On HTML5

Thursday, May 28, 2009
There's been alot of recent buzz around HTML5 due to Google's recent endorsement. I'm, without a doubt, an open source advocate. Yet I'm not at all excited. Here are some facts.

  • IE 8 doesn't include any meaningful HTML5 support.

  • IE's general market share is still around 70%.

  • IE's corporate market share is much higher (probably at least 85%).

  • Microsoft has dragged its heels on implementing HTML5 in IE.

  • IE 8 was just released.

  • IE 9 would be the first version to contain the HTML5 feature set (or some meaningful number of HTML5 features).

  • IE 9 is likely at least 1.5 years away.

  • Corporations don't upgrade their browsers very quickly (some are still on IE 6).

  • Corporations who currently use IE are unlikely to switch browsers for fear of incompatible applications.

  • As developers, we can only target a browser feature if our users have a browser that supports it.
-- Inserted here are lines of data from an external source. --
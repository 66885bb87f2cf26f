use codegraph_core::{CodeGraphConfig, EmbeddingProviderKind, LogFormat};
use std::fs;
use tempfile::TempDir;

#[test]
fn test_partial_file_keeps_defaults_for_missing_sections() {
    let dir = TempDir::new().unwrap();
    let path = dir.path().join("config.toml");
    fs::write(
        &path,
        r#"
[logging]
level = "debug"
format = "json"

[git]
cache_max_age_secs = 3600
default_branch = "develop"
"#,
    )
    .unwrap();

    let config = CodeGraphConfig::load(Some(&path)).unwrap();
    assert_eq!(config.logging.level, "debug");
    assert_eq!(config.logging.format, LogFormat::Json);
    assert_eq!(config.git.cache_max_age_secs, 3600);
    assert_eq!(config.git.default_branch, "develop");
    assert_eq!(config.git.clone_depth, 1);
    assert_eq!(config.scan.batch_size, 100);
    assert_eq!(config.graph.list_limit, 1000);
}

#[test]
fn test_invalid_file_values_fail_validation() {
    let dir = TempDir::new().unwrap();
    let path = dir.path().join("config.toml");
    fs::write(&path, "[embedding]\nsimilarity_threshold = 2.0\n").unwrap();
    assert!(CodeGraphConfig::load(Some(&path)).is_err());

    fs::write(&path, "[logging]\nlevel = \"loud\"\n").unwrap();
    assert!(CodeGraphConfig::load(Some(&path)).is_err());
}

#[test]
fn test_missing_explicit_file_is_an_error() {
    let dir = TempDir::new().unwrap();
    assert!(CodeGraphConfig::load(Some(&dir.path().join("absent.toml"))).is_err());
}

#[test]
fn test_provider_names_parse() {
    assert_eq!(
        "OpenAI".parse::<EmbeddingProviderKind>().unwrap(),
        EmbeddingProviderKind::OpenAi
    );
    assert_eq!(
        "none".parse::<EmbeddingProviderKind>().unwrap(),
        EmbeddingProviderKind::Disabled
    );
    assert!("faiss".parse::<EmbeddingProviderKind>().is_err());
}
use codegraph_core::{EntityType, Language, RelationshipType};
use codegraph_parser::{PackageRegistry, ParseResult, TreeSitterParser};

fn parse(source: &str, path: &str, language: Language, packages: &PackageRegistry) -> ParseResult {
    TreeSitterParser::new().parse_source(source, path, language, "demo", packages)
}

fn has_edge(result: &ParseResult, rel: RelationshipType, source: &str, target: &str) -> bool {
    result
        .relationships
        .iter()
        .any(|r| r.rel_type == rel && r.source == source && r.target == target)
}

const ORDER_SERVICE: &str = r#"package com.acme.service;

import com.acme.model.Order;
import com.acme.repo.OrderRepository;

/**
 * Places orders.
 */
@Service
public class OrderService extends BaseService implements Auditable {
    private final OrderRepository repository;

    public OrderService(OrderRepository repository) {
        this.repository = repository;
    }

    @Transactional
    public Order place(Order order) {
        validate(order);
        repository.save(order);
        return order;
    }

    private void validate(Order order) {
    }
}
"#;

#[test]
fn java_service_produces_the_expected_graph() {
    let packages = PackageRegistry::new();
    let result = parse(
        ORDER_SERVICE,
        "src/main/java/com/acme/service/OrderService.java",
        Language::Java,
        &packages,
    );
    assert!(result.errors.is_empty(), "{:?}", result.errors);

    let class = result
        .entities
        .iter()
        .find(|e| e.id == "com.acme.service.OrderService")
        .expect("class entity");
    assert_eq!(class.entity_type, EntityType::Class);
    assert_eq!(class.description.as_deref(), Some("Places orders."));
    assert!(class.annotations.iter().any(|a| a.name == "Service"));

    assert!(result
        .entities
        .iter()
        .any(|e| e.id == "com.acme.service" && e.entity_type == EntityType::Package));
    assert!(result
        .entities
        .iter()
        .any(|e| e.id == "com.acme.service/OrderService" && e.entity_type == EntityType::Module));

    let svc = "com.acme.service.OrderService";
    assert!(has_edge(&result, RelationshipType::BelongsTo, svc, "com.acme.service"));
    assert!(has_edge(&result, RelationshipType::Extends, svc, "com.acme.service.BaseService"));
    assert!(has_edge(&result, RelationshipType::Implements, svc, "com.acme.service.Auditable"));
    for member in ["place", "<init>", "repository"] {
        let member_id = format!("{}.{}", svc, member);
        assert!(has_edge(&result, RelationshipType::Contains, svc, &member_id));
    }
    assert!(has_edge(
        &result,
        RelationshipType::Calls,
        "com.acme.service.OrderService.place",
        "com.acme.service.OrderService.validate"
    ));
    assert!(has_edge(
        &result,
        RelationshipType::Calls,
        "com.acme.service.OrderService.place",
        "com.acme.repo.OrderRepository.save"
    ));
    assert!(has_edge(
        &result,
        RelationshipType::References,
        "com.acme.service.OrderService.place",
        "com.acme.model.Order"
    ));
    assert!(has_edge(
        &result,
        RelationshipType::Imports,
        "com.acme.service/OrderService",
        "com.acme.repo.OrderRepository"
    ));
}

#[test]
fn reparsing_is_deterministic() {
    let first = parse(ORDER_SERVICE, "OrderService.java", Language::Java, &PackageRegistry::new());
    let second = parse(ORDER_SERVICE, "OrderService.java", Language::Java, &PackageRegistry::new());
    assert_eq!(first, second);
}

#[test]
fn python_service_resolves_field_receivers_through_imports() {
    let source = r#"from repo import UserRepository


class UserService:
    """Looks users up."""

    def __init__(self, repo: UserRepository):
        self.repo = repo

    def find(self, user_id: int):
        return self.repo.get(user_id)


def build():
    return UserService(UserRepository())
"#;
    let packages = PackageRegistry::new();
    let result = parse(source, "app/service.py", Language::Python, &packages);
    assert!(result.errors.is_empty(), "{:?}", result.errors);

    assert!(has_edge(&result, RelationshipType::BelongsTo, "service.UserService", "service"));
    let contains = RelationshipType::Contains;
    let user_service = "service.UserService";
    assert!(has_edge(&result, contains, user_service, "service.UserService.find"));
    assert!(has_edge(&result, contains, user_service, "service.UserService.repo"));
    assert!(has_edge(&result, RelationshipType::BelongsTo, "service.build", "service"));
    assert!(has_edge(
        &result,
        RelationshipType::Calls,
        "service.UserService.find",
        "repo.UserRepository.get"
    ));
    assert!(has_edge(
        &result,
        RelationshipType::Calls,
        "service.build",
        "service.UserService.__init__"
    ));
    assert!(has_edge(&result, RelationshipType::Imports, "service", "repo"));
}

#[test]
fn typescript_members_belong_to_their_class() {
    let source = r#"export class Cart {
  private items: string[] = [];

  add(item: string): void {
    this.items.push(item);
    this.touch();
  }

  touch(): void {}
}

export function total(cart: Cart): number {
  return 0;
}
"#;
    let packages = PackageRegistry::new();
    let result = parse(source, "web/cart.ts", Language::TypeScript, &packages);
    assert!(result.errors.is_empty(), "{:?}", result.errors);
    assert!(has_edge(&result, RelationshipType::BelongsTo, "cart.Cart", "cart"));
    assert!(has_edge(&result, RelationshipType::Contains, "cart.Cart", "cart.Cart.add"));
    assert!(has_edge(&result, RelationshipType::Contains, "cart.Cart", "cart.Cart.items"));
    assert!(has_edge(&result, RelationshipType::Calls, "cart.Cart.add", "cart.Cart.touch"));
    assert!(has_edge(&result, RelationshipType::BelongsTo, "cart.total", "cart"));
    assert!(has_edge(&result, RelationshipType::References, "cart.total", "cart.Cart"));
}

#[test]
fn packages_are_shared_across_files_of_a_scan() {
    let packages = PackageRegistry::new();
    let a = parse("package app;\nclass A {}\n", "app/A.java", Language::Java, &packages);
    let b = parse("package app;\nclass B {}\n", "app/B.java", Language::Java, &packages);
    let count = |r: &ParseResult| {
        r.entities
            .iter()
            .filter(|e| e.entity_type == EntityType::Package)
            .count()
    };
    assert_eq!(count(&a) + count(&b), 1);
}
use crate::providers::{create_provider, EmbeddingProvider};
use codegraph_core::{CodeNode, EmbeddingSettings, SemanticEmbedding};
use std::sync::Arc;
use tracing::{error, warn};

pub const EMBEDDING_VERSION: &str = "1.0";

/// Wraps the configured provider and turns raw vectors into
/// [`SemanticEmbedding`]s. Generation failures are logged and yield `None`.
#[derive(Clone)]
pub struct EmbeddingService {
    provider: Option<Arc<dyn EmbeddingProvider>>,
    settings: EmbeddingSettings,
}

impl EmbeddingService {
    /// A provider that cannot be built leaves the service disabled.
    pub fn from_settings(settings: EmbeddingSettings) -> Self {
        let provider = match create_provider(&settings) {
            Ok(provider) => provider,
            Err(e) => {
                warn!("Failed to initialize embedding provider: {}", e);
                None
            }
        };
        Self { provider, settings }
    }

    pub fn with_provider(
        provider: Arc<dyn EmbeddingProvider>,
        settings: EmbeddingSettings,
    ) -> Self {
        Self {
            provider: Some(provider),
            settings,
        }
    }

    pub fn disabled() -> Self {
        Self {
            provider: None,
            settings: EmbeddingSettings::default(),
        }
    }

    pub fn is_enabled(&self) -> bool {
        self.provider.is_some()
    }

    pub fn settings(&self) -> &EmbeddingSettings {
        &self.settings
    }

    pub fn dimensions(&self) -> Option<usize> {
        self.provider.as_ref().map(|p| p.dimensions())
    }

    pub fn model(&self) -> Option<&str> {
        self.provider.as_ref().map(|p| p.model())
    }

    pub async fn generate_embedding(&self, text: &str) -> Option<SemanticEmbedding> {
        let provider = self.provider.as_ref()?;
        match provider.generate_embedding(text).await {
            Ok(vector) => Some(SemanticEmbedding::new(vector, provider.model(), EMBEDDING_VERSION)),
            Err(e) => {
                error!("Failed to generate embedding: {}", e);
                None
            }
        }
    }

    /// One slot per input text; a failed batch yields `None` for each of its texts.
    pub async fn generate_embeddings(&self, texts: &[String]) -> Vec<Option<SemanticEmbedding>> {
        let Some(provider) = self.provider.as_ref() else {
            return vec![None; texts.len()];
        };
        match provider.generate_embeddings(texts).await {
            Ok(vectors) if vectors.len() == texts.len() => vectors
                .into_iter()
                .map(|v| Some(SemanticEmbedding::new(v, provider.model(), EMBEDDING_VERSION)))
                .collect(),
            Ok(vectors) => {
                error!(
                    "Provider returned {} embeddings for {} texts",
                    vectors.len(),
                    texts.len()
                );
                vec![None; texts.len()]
            }
            Err(e) => {
                error!("Failed to generate batch embeddings: {}", e);
                vec![None; texts.len()]
            }
        }
    }

    /// Text a node is embedded from: name, qualified name, description,
    /// parameters, return type, annotations and modifiers joined by ` | `.
    pub fn extract_semantic_content(node: &CodeNode) -> String {
        let mut parts: Vec<String> = Vec::new();
        if !node.name.is_empty() {
            parts.push(node.name.clone());
        }
        if !node.qualified_name.is_empty() && node.qualified_name != node.name {
            parts.push(node.qualified_name.clone());
        }
        if let Some(description) = node.description.as_deref().filter(|d| !d.is_empty()) {
            parts.push(description.to_string());
        }

        let params: Vec<String> = node
            .parameters()
            .iter()
            .map(|p| {
                let mut s = format!("{}: {}", p.name, p.type_name.as_deref().unwrap_or("unknown"));
                if let Some(desc) = &p.description {
                    s.push_str(" - ");
                    s.push_str(desc);
                }
                s
            })
            .collect();
        if !params.is_empty() {
            parts.push(format!("Parameters: {}", params.join(", ")));
        }
        if let Some(ret) = node.return_type() {
            parts.push(format!("Returns: {}", ret));
        }

        let annotations: Vec<String> = node.annotations().into_iter().map(|a| a.name).collect();
        if !annotations.is_empty() {
            parts.push(format!("Annotations: {}", annotations.join(", ")));
        }
        if !node.modifiers.is_empty() {
            parts.push(format!("Modifiers: {}", node.modifiers.join(", ")));
        }
        parts.join(" | ")
    }
}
In other words, HTML5 will have to reach a certain critical mass or threshold until developers can write apps that use HTML5 features.

So, for business applications that have to support IE (i.e. almost all of them), when can we expect to be able to deliver an HTML5 web application? Let me take a shot at an optimistic timeline.



This is a very optimistic timeline. It relies on MS releasing IE 9 much faster than they released IE 8. It relies on IE 8 including meaningful HTML5 support (video and canvas tags). It relies on corporations adopting IE relatively fast. So an optimistic timeline means we can start delivering HTML5 apps in 2013. Pessimistically... 2014 or later. In that time, how much further will Flash and Silverlight have come? Three years ago Silverlight didn't even exist. At Microsoft's rate of investment, imagine what Silverlight will be able to do in 2013.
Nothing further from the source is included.